I shrugged. “I was ordered to make that alliance.”

“Right. And everyone always succeeds at everything they’re ordered to do, right? Having an order makes it easy! Basically done for you. So you barely get credit for it, because you were simply following orders. Is that it?”

“Um,” I said. That sounded about right, but from her tone I could tell that it shouldn’t.

“Meanwhile, if you don’t succeed, that is entirely your fault. No one else could possibly be to blame, because Jorgen Weight is all powerful and if anything goes wrong it’s always on him.”

“I think that’s a little hyperbolic.”

“You think?” FM said. “Tell me that’s not how you feel. Go ahead.”

“Um,” I said again.

“You can’t have it both ways. You can’t be powerless and totally at fault. Which is it?”

I thought about that. “It’s neither.”

“Right,” FM said. “Some things are under your control, and others aren’t. You do the best you can with what you have to work with. And that is what sets you apart—what you do with it.”

I sighed. “Fine. You’ve made your point.”

“So, what are we doing? What are your priorities here?”

“Cobb’s life.” That was a clear priority, clean and by the book. “And we can’t pull him out.” But stars, even if it would save kitsen lives, we couldn’t leave him there.

“Okay,” FM said.

“Also the lives of our flightmates,” I added.

“And all the kitsen lives in danger right now? What about them?”

“They aren’t our people. But Cobb ordered us to—”

“Forget for a minute about what Cobb ordered you to do,” FM said. “What do you think is the right thing to do?”

I didn’t know which call would turn out to be the best one, but for the moment I tried to set that aside. Maybe the right call was the one that hoped for the most good for the most people, even if the outcome wasn’t totally assured.

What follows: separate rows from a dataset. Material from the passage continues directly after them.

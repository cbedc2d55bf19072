//! Client configuration

use mowerlink_common::SecretString;
use serde::{Deserialize, Serialize};

use crate::errors::{ClientError, Result};
use crate::types::ApiGeneration;

/// Connection settings for one logical client.
#[derive(Debug, Clone, PartialEq, Serialize, Deserialize)]
#[serde(default)]
pub struct ClientConfig {
    /// Login flow and session semantics
    pub generation: ApiGeneration,

    /// Gateway application key (Aliyun-style signing)
    pub app_key: String,
    /// Gateway signing secret
    #[serde(skip_serializing)]
    pub app_secret: SecretString,

    /// Vendor OAuth client id
    pub client_id: String,
    /// Vendor OAuth client secret
    #[serde(skip_serializing)]
    pub client_secret: SecretString,

    /// Base URL for signed device calls
    pub api_base_url: String,
    /// Base URL for login and token endpoints
    pub auth_base_url: String,
    /// Token endpoint path under `auth_base_url`
    pub oauth_token_path: String,

    /// Fixed region; looked up by country when unset
    pub region: Option<String>,
    /// ISO country code for the region lookup
    pub country_code: String,

    /// Per-request timeout
    pub request_timeout_secs: u64,
    /// `User-Agent` header value
    pub user_agent: String,

    /// Retry orchestrator tuning
    pub retry: RetrySettings,
}

impl Default for ClientConfig {
    fn default() -> Self {
        Self {
            generation: ApiGeneration::default(),
            app_key: String::new(),
            app_secret: SecretString::default(),
            client_id: String::new(),
            client_secret: SecretString::default(),
            api_base_url: String::new(),
            auth_base_url: String::new(),
            oauth_token_path: crate::constants::PATH_OAUTH_TOKEN.to_string(),
            region: None,
            country_code: "DE".to_string(),
            request_timeout_secs: 30,
            user_agent: concat!("mowerlink/", env!("CARGO_PKG_VERSION")).to_string(),
            retry: RetrySettings::default(),
        }
    }
}

impl ClientConfig {
    /// Reject configurations that cannot possibly authenticate.
    pub fn validate(&self) -> Result<()> {
        require("api_base_url", &self.api_base_url)?;
        require("auth_base_url", &self.auth_base_url)?;
        // Device calls are gateway-signed in both generations
        require("app_key", &self.app_key)?;
        require("app_secret", self.app_secret.expose())?;

        if self.generation == ApiGeneration::OAuth2 {
            require("client_id", &self.client_id)?;
            require("client_secret", self.client_secret.expose())?;
            if !self.oauth_token_path.starts_with('/') {
                return Err(ClientError::Config("oauth_token_path must start with '/'".into()));
            }
        }

        if self.request_timeout_secs == 0 {
            return Err(ClientError::Config("request_timeout_secs must be positive".into()));
        }

        self.retry.validate()
    }
}

fn require(field: &str, value: &str) -> Result<()> {
    if value.trim().is_empty() {
        Err(ClientError::Config(format!("{field} is required")))
    } else {
        Ok(())
    }
}

/// Retry orchestrator tuning.
#[derive(Debug, Clone, PartialEq, Serialize, Deserialize)]
#[serde(default)]
pub struct RetrySettings {
    /// Retries after the first attempt
    pub max_retries: u32,
    /// Delay before the first retry
    pub base_delay_ms: u64,
    /// Growth factor per attempt
    pub multiplier: f64,
    /// Cap on any computed delay
    pub max_delay_ms: u64,
}

impl Default for RetrySettings {
    fn default() -> Self {
        Self { max_retries: 3, base_delay_ms: 1_000, multiplier: 2.0, max_delay_ms: 60_000 }
    }
}

impl RetrySettings {
    /// Reject non-growing multipliers and inverted bounds.
    pub fn validate(&self) -> Result<()> {
        if !self.multiplier.is_finite() || self.multiplier < 1.0 {
            return Err(ClientError::Config(format!(
                "retry multiplier must be at least 1.0, got {}",
                self.multiplier
            )));
        }
        if self.max_delay_ms < self.base_delay_ms {
            return Err(ClientError::Config(
                "retry max_delay_ms must not be below base_delay_ms".into(),
            ));
        }
        Ok(())
    }
}

#[cfg(test)]
mod tests {
    use super::*;

    fn oauth_config() -> ClientConfig {
        ClientConfig {
            app_key: "app".into(),
            app_secret: "app-secret".into(),
            client_id: "client".into(),
            client_secret: "client-secret".into(),
            api_base_url: "https://gw.example.com".into(),
            auth_base_url: "https://id.example.com".into(),
            ..ClientConfig::default()
        }
    }

    #[test]
    fn complete_config_validates() {
        assert!(oauth_config().validate().is_ok());
    }

    #[test]
    fn oauth_requires_client_secret() {
        let config = ClientConfig { client_secret: " ".into(), ..oauth_config() };
        assert!(matches!(config.validate(), Err(ClientError::Config(msg)) if msg.contains("client_secret")));
    }

    #[test]
    fn legacy_does_not_need_oauth_client() {
        let config = ClientConfig {
            generation: ApiGeneration::Legacy,
            client_id: String::new(),
            client_secret: SecretString::default(),
            ..oauth_config()
        };
        assert!(config.validate().is_ok());
    }

    #[test]
    fn bad_retry_settings_are_rejected() {
        let config = ClientConfig {
            retry: RetrySettings { multiplier: 0.5, ..RetrySettings::default() },
            ..oauth_config()
        };
        assert!(config.validate().is_err());
    }

    #[test]
    fn secrets_are_not_serialized_or_printed() {
        let config = oauth_config();
        let json = serde_json::to_string(&config).unwrap();
        assert!(!json.contains("client-secret"));
        assert!(!json.contains("app-secret"));
        assert!(!format!("{config:?}").contains("client-secret"));
        assert!(!format!("{config:?}").contains("app-secret"));
    }

    #[test]
    fn secrets_deserialize_from_plain_strings() {
        let config: ClientConfig =
            serde_json::from_str(r#"{"app_secret": "app-secret", "client_secret": "client-secret"}"#).unwrap();
        assert_eq!(config.app_secret.expose(), "app-secret");
        assert_eq!(config.client_secret.expose(), "client-secret");
    }
}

Things seemed clearer when I looked at them that way. “Save lives,” I said. “Defend the kitsen, defend Cobb, secure the alliance. Work together against the people who are trying to kill us all.” It sounded so simple when I said it like that. It had a ring of truth to it.

“That sounds right to me too,” FM said.

I nodded. “What Stoff is doing is a trap, but it’s a political one. We can save lives first and politic later.” I would have preferred to politic never, but if there was an order to this, that was it.

FM watched me, waiting. She was doing what she’d said—talking me through it, but then waiting for me to make the decision.

I could recall my flight and leave the kitsen to deal with the Superiority. If Stoff could hide behind the chain of command so could I, and no one in the DDF could blame me for it. I could pin the whole thing right back on Stoff, and he wouldn’t have a renegade on whom to shuffle off the responsibility.

But I already knew I could never live with myself if I did that.

“Enough standing around,” I said. “Let’s call up the flights and get that platform.”

FM grinned at me. “Yes, sir,” she said.

And together we took off running down the corridor.